Step 8: Go to settings and click on API keys. You get $18 in free API credit that can be used during your first three months of having an account. After that, you will have to pay for API calls. But you don’t need to enter your credit card information to get started, which is great (Note: if you made an Open AI account a long time ago, your free credits may have expired. In this case, either pay or set up a new account).

Step 9: Copy your key. Create a new one if you can’t access it.

Step 10: Now you need to add your API key such that your script can access it.
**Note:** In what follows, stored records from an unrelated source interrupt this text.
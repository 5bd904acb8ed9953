//! Configuration file support for allergy-risk.
//!
//! Configuration is loaded from `$XDG_CONFIG_HOME/allergy-risk/config.toml`.

use crate::{Error, Result};
use serde::{Deserialize, Serialize};
use std::path::{Path, PathBuf};
use std::str::FromStr;

/// Application configuration
#[derive(Clone, Debug, Serialize, Deserialize, Default)]
pub struct Config {
    #[serde(default)]
    pub tables: TablesConfig,

    #[serde(default)]
    pub profile: ProfileConfig,
}

/// Where the risk tables come from
#[derive(Clone, Debug, Serialize, Deserialize, Default)]
pub struct TablesConfig {
    /// TOML bundle or CSV directory; built-in defaults when unset
    #[serde(default, skip_serializing_if = "Option::is_none")]
    pub path: Option<PathBuf>,

    /// Inferred from the path when unset
    #[serde(default, skip_serializing_if = "Option::is_none")]
    pub format: Option<TablesFormat>,
}

/// On-disk format of the risk tables
#[derive(Clone, Copy, Debug, Serialize, Deserialize, PartialEq, Eq)]
#[serde(rename_all = "snake_case")]
pub enum TablesFormat {
    Toml,
    Csv,
}

impl TablesFormat {
    /// Directories hold CSV sheets; anything else is read as a TOML bundle
    pub fn infer(path: &Path) -> Self {
        if path.is_dir() {
            TablesFormat::Csv
        } else {
            TablesFormat::Toml
        }
    }
}

impl FromStr for TablesFormat {
    type Err = Error;

    fn from_str(s: &str) -> Result<Self> {
        match s.trim().to_lowercase().as_str() {
            "toml" => Ok(TablesFormat::Toml),
            "csv" => Ok(TablesFormat::Csv),
            other => Err(Error::Config(format!("unknown table format {:?}", other))),
        }
    }
}

/// Stand-in for the user's stored profile
#[derive(Clone, Debug, Serialize, Deserialize, Default)]
pub struct ProfileConfig {
    /// Registered allergens used when a request names none
    #[serde(default)]
    pub allergens: Vec<String>,
}

impl Config {
    /// Load configuration from the standard config path
    pub fn load() -> Result<Self> {
        let config_path = Self::default_config_path();
        if config_path.exists() {
            Self::load_from(&config_path)
        } else {
            tracing::info!("No config file found at {:?}, using defaults", config_path);
            Ok(Self::default())
        }
    }

    /// Load configuration from a specific path
    pub fn load_from(path: &Path) -> Result<Self> {
        let contents = std::fs::read_to_string(path)?;
        let config: Config = toml::from_str(&contents)?;
        tracing::info!("Loaded config from {:?}", path);
        Ok(config)
    }

    /// Get the default config file path
    pub fn default_config_path() -> PathBuf {
        let base = dirs::config_dir().unwrap_or_else(|| {
            std::env::var_os("HOME")
                .map(|home| PathBuf::from(home).join(".config"))
                .unwrap_or_else(|| PathBuf::from("."))
        });
        base.join("allergy-risk").join("config.toml")
    }

    /// Save the current configuration to a specific path
    pub fn save_to(&self, path: &Path) -> Result<()> {
        if let Some(parent) = path.parent() {
            std::fs::create_dir_all(parent)?;
        }

        let contents = toml::to_string_pretty(self)
            .map_err(|e| Error::Config(format!("Failed to serialize config: {}", e)))?;
        std::fs::write(path, contents)?;
        tracing::info!("Saved config to {:?}", path);
        Ok(())
    }
}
NOTE: DO NOT SHARE YOUR API KEY ANYWHERE ELSE AND BE CAREFUL NOT TO ACCIDENTALLY MAKE IT PUBLIC.

$ nano ~/.bashrc

Then add the following line at the end of the .bashrc file:

export API_KEY=“your_key_here”

Ctrl + X to exit, “Y” to save, then “Enter”.

Step 11: Now that you have everything set up, all you need to do is this:

$ cd <path-to-jarvis-folder>/src

$ python jarvis.py

If you get a bunch of annoying warnings, type this command instead to suppress them:

$ python jarvis.py 2>/dev/null

Note, however, that doing this will suppress errors too, so you won’t know what broke if something breaks.

Step 12: The program will commence with the following prompt:

Say 'Hey, Jarvis!' to start

All you need to do is say “Hey, Jarvis” aloud.

When the program picks up on that prompt, you will see the following text:

Listening...

Now ask your question, and wait for the answer! The terminal will also print your question as well as the response.

You can continue asking questions without saying “Hey, Jarvis” after that (unless you let more than a minute pass, in which case you’ll have to say “Hey, Jarvis” again).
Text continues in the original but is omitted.